Stored data
------------------------------------------------------------------------

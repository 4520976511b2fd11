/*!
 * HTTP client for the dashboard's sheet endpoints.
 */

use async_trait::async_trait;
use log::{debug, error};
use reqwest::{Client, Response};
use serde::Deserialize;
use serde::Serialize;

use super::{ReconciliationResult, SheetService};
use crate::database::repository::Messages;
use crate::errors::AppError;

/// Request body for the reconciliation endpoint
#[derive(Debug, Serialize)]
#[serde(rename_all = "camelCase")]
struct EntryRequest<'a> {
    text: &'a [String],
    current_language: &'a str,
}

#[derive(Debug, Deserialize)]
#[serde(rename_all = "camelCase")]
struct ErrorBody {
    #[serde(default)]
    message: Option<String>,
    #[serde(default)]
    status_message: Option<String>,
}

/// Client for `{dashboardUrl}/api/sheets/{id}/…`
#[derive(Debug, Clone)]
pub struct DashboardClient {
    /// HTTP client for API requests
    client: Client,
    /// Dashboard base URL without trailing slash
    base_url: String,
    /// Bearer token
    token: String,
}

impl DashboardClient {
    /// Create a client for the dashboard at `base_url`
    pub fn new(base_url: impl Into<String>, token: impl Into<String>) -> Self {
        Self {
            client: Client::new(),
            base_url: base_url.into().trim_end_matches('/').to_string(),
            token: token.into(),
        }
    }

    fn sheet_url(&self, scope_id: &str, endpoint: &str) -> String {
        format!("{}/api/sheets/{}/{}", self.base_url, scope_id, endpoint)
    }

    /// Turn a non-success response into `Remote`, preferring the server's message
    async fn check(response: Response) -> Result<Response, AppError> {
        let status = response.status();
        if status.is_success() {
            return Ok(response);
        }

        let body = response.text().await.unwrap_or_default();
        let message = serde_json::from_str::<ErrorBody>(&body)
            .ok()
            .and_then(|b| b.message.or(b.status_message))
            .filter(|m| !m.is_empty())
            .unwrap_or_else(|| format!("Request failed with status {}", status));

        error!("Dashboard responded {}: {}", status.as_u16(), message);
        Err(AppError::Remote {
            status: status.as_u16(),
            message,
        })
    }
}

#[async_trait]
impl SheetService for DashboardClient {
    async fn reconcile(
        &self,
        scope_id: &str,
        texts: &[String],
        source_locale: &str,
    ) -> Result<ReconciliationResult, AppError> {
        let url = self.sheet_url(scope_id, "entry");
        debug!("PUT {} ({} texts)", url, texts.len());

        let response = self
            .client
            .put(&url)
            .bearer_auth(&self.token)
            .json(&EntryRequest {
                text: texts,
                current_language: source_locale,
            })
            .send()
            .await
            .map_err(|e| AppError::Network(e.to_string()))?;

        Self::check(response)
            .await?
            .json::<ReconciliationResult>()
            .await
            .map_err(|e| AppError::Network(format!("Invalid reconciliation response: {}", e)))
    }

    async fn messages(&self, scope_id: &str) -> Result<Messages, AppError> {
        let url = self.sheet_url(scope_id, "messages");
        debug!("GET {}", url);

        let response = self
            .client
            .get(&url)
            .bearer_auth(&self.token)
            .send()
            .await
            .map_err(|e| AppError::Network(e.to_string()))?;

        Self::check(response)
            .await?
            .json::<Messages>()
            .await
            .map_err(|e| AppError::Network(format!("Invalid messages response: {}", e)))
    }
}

------------------------------------------------------------------------

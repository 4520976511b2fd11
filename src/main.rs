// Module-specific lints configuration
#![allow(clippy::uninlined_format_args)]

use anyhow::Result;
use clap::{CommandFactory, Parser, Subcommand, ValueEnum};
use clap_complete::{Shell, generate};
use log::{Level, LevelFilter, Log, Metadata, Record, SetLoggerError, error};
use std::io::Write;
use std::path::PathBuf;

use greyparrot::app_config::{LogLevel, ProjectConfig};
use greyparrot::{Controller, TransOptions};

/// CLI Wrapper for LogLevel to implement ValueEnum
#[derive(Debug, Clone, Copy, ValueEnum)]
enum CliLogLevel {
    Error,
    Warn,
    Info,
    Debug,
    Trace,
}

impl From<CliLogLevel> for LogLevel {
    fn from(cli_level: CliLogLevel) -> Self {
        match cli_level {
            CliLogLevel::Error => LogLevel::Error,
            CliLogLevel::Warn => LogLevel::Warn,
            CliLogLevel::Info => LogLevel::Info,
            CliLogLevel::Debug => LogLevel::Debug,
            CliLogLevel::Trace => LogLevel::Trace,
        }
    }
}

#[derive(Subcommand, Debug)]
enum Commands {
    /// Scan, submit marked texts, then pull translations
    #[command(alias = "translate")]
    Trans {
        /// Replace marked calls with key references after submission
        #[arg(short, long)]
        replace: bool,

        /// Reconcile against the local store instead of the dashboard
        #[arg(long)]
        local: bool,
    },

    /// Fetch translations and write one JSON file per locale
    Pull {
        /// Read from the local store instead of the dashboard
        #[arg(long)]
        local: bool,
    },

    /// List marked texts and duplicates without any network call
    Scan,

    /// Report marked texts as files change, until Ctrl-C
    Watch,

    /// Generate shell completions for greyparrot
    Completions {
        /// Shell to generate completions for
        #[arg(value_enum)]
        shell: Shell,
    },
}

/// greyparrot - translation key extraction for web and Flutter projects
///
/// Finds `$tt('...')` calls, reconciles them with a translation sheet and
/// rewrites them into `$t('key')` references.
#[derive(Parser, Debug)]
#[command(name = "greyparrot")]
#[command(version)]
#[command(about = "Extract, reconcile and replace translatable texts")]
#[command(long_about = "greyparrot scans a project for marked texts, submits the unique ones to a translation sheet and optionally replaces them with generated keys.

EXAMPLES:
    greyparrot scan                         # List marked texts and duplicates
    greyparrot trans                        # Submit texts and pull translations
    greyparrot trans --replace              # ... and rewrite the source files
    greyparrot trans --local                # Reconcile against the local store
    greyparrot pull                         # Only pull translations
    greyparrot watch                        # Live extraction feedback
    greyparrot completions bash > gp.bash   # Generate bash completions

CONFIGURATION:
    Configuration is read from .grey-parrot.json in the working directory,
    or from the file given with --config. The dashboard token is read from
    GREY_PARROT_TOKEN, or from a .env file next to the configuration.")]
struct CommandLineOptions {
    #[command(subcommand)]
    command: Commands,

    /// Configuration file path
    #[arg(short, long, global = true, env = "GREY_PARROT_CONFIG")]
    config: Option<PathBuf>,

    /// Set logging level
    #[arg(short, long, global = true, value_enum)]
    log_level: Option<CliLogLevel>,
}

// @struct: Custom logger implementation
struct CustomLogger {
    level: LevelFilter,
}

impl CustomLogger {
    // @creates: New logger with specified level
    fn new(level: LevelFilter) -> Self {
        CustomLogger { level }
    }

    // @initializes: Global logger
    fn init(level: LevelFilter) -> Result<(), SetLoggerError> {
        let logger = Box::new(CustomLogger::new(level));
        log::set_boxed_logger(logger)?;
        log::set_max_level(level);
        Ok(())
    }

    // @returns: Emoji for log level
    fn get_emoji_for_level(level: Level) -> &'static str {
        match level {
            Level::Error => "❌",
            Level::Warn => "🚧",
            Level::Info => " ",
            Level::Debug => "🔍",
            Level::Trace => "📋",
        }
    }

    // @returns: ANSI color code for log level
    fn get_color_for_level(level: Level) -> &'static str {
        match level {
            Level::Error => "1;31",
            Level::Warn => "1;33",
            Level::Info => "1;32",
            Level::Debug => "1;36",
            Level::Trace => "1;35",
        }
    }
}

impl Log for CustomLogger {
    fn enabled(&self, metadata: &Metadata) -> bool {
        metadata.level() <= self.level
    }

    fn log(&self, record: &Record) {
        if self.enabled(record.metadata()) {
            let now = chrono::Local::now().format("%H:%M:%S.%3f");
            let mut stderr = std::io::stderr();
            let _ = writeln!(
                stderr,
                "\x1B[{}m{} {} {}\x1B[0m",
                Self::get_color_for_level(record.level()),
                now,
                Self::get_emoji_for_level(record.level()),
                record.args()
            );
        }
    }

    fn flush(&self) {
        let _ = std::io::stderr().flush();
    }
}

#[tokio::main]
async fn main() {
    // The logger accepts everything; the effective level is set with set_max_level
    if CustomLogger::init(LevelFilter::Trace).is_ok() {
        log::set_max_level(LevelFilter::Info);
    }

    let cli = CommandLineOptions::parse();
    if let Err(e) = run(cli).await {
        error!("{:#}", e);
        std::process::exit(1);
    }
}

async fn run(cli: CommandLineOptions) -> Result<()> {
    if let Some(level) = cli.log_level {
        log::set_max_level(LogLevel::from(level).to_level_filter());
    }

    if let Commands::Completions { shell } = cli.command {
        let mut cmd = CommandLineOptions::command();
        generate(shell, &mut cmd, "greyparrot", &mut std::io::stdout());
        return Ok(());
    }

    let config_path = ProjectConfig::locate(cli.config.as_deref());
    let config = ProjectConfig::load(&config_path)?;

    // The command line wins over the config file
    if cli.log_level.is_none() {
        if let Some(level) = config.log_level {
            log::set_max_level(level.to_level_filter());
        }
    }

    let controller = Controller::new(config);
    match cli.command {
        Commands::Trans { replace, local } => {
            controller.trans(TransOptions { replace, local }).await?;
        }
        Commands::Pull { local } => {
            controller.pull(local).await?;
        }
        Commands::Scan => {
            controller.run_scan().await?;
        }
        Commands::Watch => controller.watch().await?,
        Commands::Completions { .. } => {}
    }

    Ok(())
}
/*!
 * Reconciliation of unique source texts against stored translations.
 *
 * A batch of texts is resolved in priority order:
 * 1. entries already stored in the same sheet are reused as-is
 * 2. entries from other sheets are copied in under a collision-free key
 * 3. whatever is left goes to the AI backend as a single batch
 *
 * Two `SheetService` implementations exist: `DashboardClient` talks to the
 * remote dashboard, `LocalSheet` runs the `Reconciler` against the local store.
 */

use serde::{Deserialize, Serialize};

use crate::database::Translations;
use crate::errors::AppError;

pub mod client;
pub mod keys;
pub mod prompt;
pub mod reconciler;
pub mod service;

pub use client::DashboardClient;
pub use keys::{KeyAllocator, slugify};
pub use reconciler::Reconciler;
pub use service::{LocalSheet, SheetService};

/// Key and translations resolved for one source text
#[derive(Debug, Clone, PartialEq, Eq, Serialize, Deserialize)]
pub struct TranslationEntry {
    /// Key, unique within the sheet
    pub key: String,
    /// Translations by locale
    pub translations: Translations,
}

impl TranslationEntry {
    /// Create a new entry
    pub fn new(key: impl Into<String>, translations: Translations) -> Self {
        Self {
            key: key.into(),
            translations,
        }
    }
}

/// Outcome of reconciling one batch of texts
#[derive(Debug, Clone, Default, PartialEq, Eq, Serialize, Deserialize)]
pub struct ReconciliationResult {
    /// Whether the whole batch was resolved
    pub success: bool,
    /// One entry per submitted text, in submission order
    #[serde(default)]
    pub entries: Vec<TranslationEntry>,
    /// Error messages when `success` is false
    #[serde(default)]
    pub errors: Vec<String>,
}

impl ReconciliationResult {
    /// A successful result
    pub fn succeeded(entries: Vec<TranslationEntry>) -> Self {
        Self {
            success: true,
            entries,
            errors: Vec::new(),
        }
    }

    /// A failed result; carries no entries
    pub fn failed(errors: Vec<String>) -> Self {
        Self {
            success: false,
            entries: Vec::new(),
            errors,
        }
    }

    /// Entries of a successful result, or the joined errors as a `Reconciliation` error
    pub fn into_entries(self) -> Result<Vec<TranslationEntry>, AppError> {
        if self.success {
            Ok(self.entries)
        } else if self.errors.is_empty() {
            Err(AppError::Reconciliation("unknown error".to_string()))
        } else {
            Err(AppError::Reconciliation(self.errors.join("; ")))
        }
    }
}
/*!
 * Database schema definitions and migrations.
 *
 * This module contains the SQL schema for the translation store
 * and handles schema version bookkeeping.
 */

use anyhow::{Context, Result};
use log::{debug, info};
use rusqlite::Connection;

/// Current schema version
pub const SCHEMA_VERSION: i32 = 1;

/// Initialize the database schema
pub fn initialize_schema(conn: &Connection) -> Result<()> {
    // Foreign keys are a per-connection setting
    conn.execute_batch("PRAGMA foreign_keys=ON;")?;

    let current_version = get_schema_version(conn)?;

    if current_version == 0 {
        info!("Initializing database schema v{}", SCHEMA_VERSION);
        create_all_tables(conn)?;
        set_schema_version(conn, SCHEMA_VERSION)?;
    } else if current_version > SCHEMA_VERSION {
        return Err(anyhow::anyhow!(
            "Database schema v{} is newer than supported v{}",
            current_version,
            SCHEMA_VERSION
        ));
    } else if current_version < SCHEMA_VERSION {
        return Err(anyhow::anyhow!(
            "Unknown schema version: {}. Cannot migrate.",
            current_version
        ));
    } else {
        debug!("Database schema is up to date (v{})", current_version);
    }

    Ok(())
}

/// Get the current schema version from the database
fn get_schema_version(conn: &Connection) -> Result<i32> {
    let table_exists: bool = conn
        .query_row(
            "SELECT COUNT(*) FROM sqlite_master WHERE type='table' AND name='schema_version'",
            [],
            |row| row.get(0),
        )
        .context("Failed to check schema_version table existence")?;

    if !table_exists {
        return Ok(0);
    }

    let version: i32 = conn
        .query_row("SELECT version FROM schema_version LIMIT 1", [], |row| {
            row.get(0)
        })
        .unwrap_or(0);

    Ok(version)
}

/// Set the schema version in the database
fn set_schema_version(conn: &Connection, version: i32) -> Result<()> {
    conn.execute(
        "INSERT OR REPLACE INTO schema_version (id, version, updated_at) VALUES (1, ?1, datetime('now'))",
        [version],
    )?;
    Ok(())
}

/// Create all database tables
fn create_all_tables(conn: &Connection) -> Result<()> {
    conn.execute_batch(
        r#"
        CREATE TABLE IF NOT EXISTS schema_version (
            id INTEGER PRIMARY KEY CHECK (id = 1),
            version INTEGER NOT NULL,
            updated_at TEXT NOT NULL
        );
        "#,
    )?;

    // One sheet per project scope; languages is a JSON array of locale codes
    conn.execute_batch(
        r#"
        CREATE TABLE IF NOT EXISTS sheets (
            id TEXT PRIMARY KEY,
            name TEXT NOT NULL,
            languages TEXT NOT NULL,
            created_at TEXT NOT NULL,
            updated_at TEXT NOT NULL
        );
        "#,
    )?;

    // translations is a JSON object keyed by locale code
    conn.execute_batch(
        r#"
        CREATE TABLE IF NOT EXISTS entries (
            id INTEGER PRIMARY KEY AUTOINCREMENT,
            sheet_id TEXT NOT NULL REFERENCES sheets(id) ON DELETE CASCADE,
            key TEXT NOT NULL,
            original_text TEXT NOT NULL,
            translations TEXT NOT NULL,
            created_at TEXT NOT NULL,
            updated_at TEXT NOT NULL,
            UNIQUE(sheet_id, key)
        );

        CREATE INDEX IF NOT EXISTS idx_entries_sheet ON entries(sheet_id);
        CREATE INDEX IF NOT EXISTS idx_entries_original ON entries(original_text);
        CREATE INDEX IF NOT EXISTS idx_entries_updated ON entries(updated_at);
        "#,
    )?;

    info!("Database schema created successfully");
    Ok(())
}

------------------------------------------------------------------------

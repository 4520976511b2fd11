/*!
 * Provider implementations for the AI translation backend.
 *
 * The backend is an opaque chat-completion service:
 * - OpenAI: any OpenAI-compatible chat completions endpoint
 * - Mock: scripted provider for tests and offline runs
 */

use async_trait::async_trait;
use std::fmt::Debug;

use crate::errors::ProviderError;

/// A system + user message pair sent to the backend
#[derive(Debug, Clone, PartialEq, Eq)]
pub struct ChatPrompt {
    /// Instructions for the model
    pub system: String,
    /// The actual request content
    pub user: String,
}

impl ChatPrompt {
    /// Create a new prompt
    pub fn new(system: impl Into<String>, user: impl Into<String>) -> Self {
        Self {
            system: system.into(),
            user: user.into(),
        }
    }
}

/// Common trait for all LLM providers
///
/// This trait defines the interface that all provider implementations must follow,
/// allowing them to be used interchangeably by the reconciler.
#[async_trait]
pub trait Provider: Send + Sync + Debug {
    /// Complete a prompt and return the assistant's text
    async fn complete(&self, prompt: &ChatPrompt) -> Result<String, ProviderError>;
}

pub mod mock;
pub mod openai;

------------------------------------------------------------------------

**Aim of the exercise:**
Please copy every line of the data that carries the string "enabled".

**Reply to the exercise:**
    fn enabled(&self, metadata: &Metadata) -> bool {
        if self.enabled(record.metadata()) {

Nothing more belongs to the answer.